Cryptographic data integrity in a multiplatform environment

Andrea D'Intino
Wednesday 12th June 2019

Cryptographic data integrity in a multiplatform environment 

About five months from the end of the project, we at DECODE have delivered a considerable volume of code and successfully deployed a lot of it already, particularly: 

  • The first Barcelona pilot "DDDC": a blockchain powered module of the Decidim platform, aimed at to share a petition, sign it with a mobile app and count the signatures in a cryptographically secure and completely anonymous way. This pilot involves a several microservices, connected to an admin panel, communicating with a mobile app and storing data on a database and a blockchain.
  • The second Barcelona pilot, "IoT": a data collecting platform, allowing citizen to anonymously monitor temperature, noise and pollution on their homes' balconies, and let the data be collected, analyzed and shown on the DECODE's developed BCNNow admin panel. 
  • The Amsterdam pilot "18+": a platform to cryptographically store users credentials (age in this case), allowing citizens to prove their age without the need to show their ID card, thus protecting their privacy from surveillance cameras (who may be recording pictures of the their ID cards) and undesired attention. This pilot includes passport scanners, as well as a network of microservices delivering and showing the credentials via mobile browsers. 

 

Cryptographic data integrity, what is that? 

All these pilots have in common an elaborated architecture and modern micro-service rich design, as is expected from complex projects involving many partners with different skills and visions. 

One of the biggest challenges in managing distributed platforms built on diverse services and apps written in different languages is running on different devices (clients, servers, web browsers and mobile)  while granting  data integrity and the consistence of cryptographic transformations.

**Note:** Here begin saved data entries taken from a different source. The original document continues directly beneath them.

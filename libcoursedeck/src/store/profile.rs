//! The user-profile slice

use tracing::warn;

use crate::api::ProfileApi;
use crate::error::ApiError;
use crate::session::SessionStore;
use crate::store::Dispatcher;
use crate::types::Profile;

#[derive(Debug, Clone, PartialEq, Default)]
pub struct ProfileState {
    pub profile: Option<Profile>,
    pub loading: bool,
    pub error: Option<ApiError>,
    /// Highest request sequence issued against this slice.
    pub issued: u64,
}

impl ProfileState {
    pub fn new() -> Self {
        Self::default()
    }
}

#[derive(Debug, Clone, PartialEq)]
pub enum ProfileAction {
    FetchPending { seq: u64 },
    FetchFulfilled { seq: u64, profile: Profile },
    FetchRejected { seq: u64, error: ApiError },
}

pub fn reduce(state: ProfileState, action: ProfileAction) -> ProfileState {
    match action {
        ProfileAction::FetchPending { seq } => ProfileState {
            issued: state.issued.max(seq),
            loading: true,
            error: None,
            ..state
        },

        ProfileAction::FetchFulfilled { seq, profile } => {
            let state = ProfileState {
                profile: Some(profile),
                ..state
            };
            if seq == state.issued {
                ProfileState {
                    loading: false,
                    ..state
                }
            } else {
                state
            }
        }

        ProfileAction::FetchRejected { seq, error } => {
            if seq == state.issued {
                ProfileState {
                    loading: false,
                    error: Some(error),
                    ..state
                }
            } else {
                state
            }
        }
    }
}

/// Fetch the profile of the user in the session cache.
pub async fn fetch_profile<A>(dispatcher: &Dispatcher, api: &A, session: &SessionStore) -> u64
where
    A: ProfileApi + ?Sized,
{
    let seq = dispatcher.issue_profile_seq();
    dispatcher.dispatch(ProfileAction::FetchPending { seq });

    let user_id = match session.teacher_id() {
        Some(id) => id,
        None => {
            warn!(seq, "no identity in session; refusing to fetch profile");
            dispatcher.dispatch(ProfileAction::FetchRejected {
                seq,
                error: ApiError::MissingTeacherId,
            });
            return seq;
        }
    };

    match api.profile(&user_id).await {
        Ok(profile) => dispatcher.dispatch(ProfileAction::FetchFulfilled { seq, profile }),
        Err(error) => {
            warn!(seq, %error, "profile fetch failed");
            dispatcher.dispatch(ProfileAction::FetchRejected { seq, error });
        }
    }
    seq
}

All that data that undergoes a cryptographical transformation, will later need be transformed again, be transformed back or be matched against other data. In a properly designed cryptographic flow,  even for a simple encryption/decryption, each transformation needs to occur "end to end" (where different ends can be very different devices) while being deterministic and lead to the same results, otherwise the flow will break. 
Despite a good level of homogeneity among cryptographic algorithms and implementations, determinism can hardly be taken granted in this domain. The severity issue is directly proportional with the amount of different software platforms and components present in the cryptographic flow: the implementation of algorithms can differ between multiple applications and libraries, or even executing the same library function on a different OS can produce a non deterministic output, making the data unusable.

For example the usage of MD5 hashing across platforms, the fact that different commands manage strings differently or even the case of the SHA1 hashing function producing a different result in Python 2 and Python 3, creating the need for language agnostic implementations.

How a virtual machine can solve this problem

The DECODE development team incurred in the python 2 vs python3 hashing issue, while working on the DDDC pilot: there a list of emails was first hashed on a server running python 2, and individual emails where hashed by a different service, running python 3 (both running on Linux) as well from a mobile app written in React Native and running and Android and iOS : to our surprise, calling the same function with identical parameters, produced different hash of the emails. 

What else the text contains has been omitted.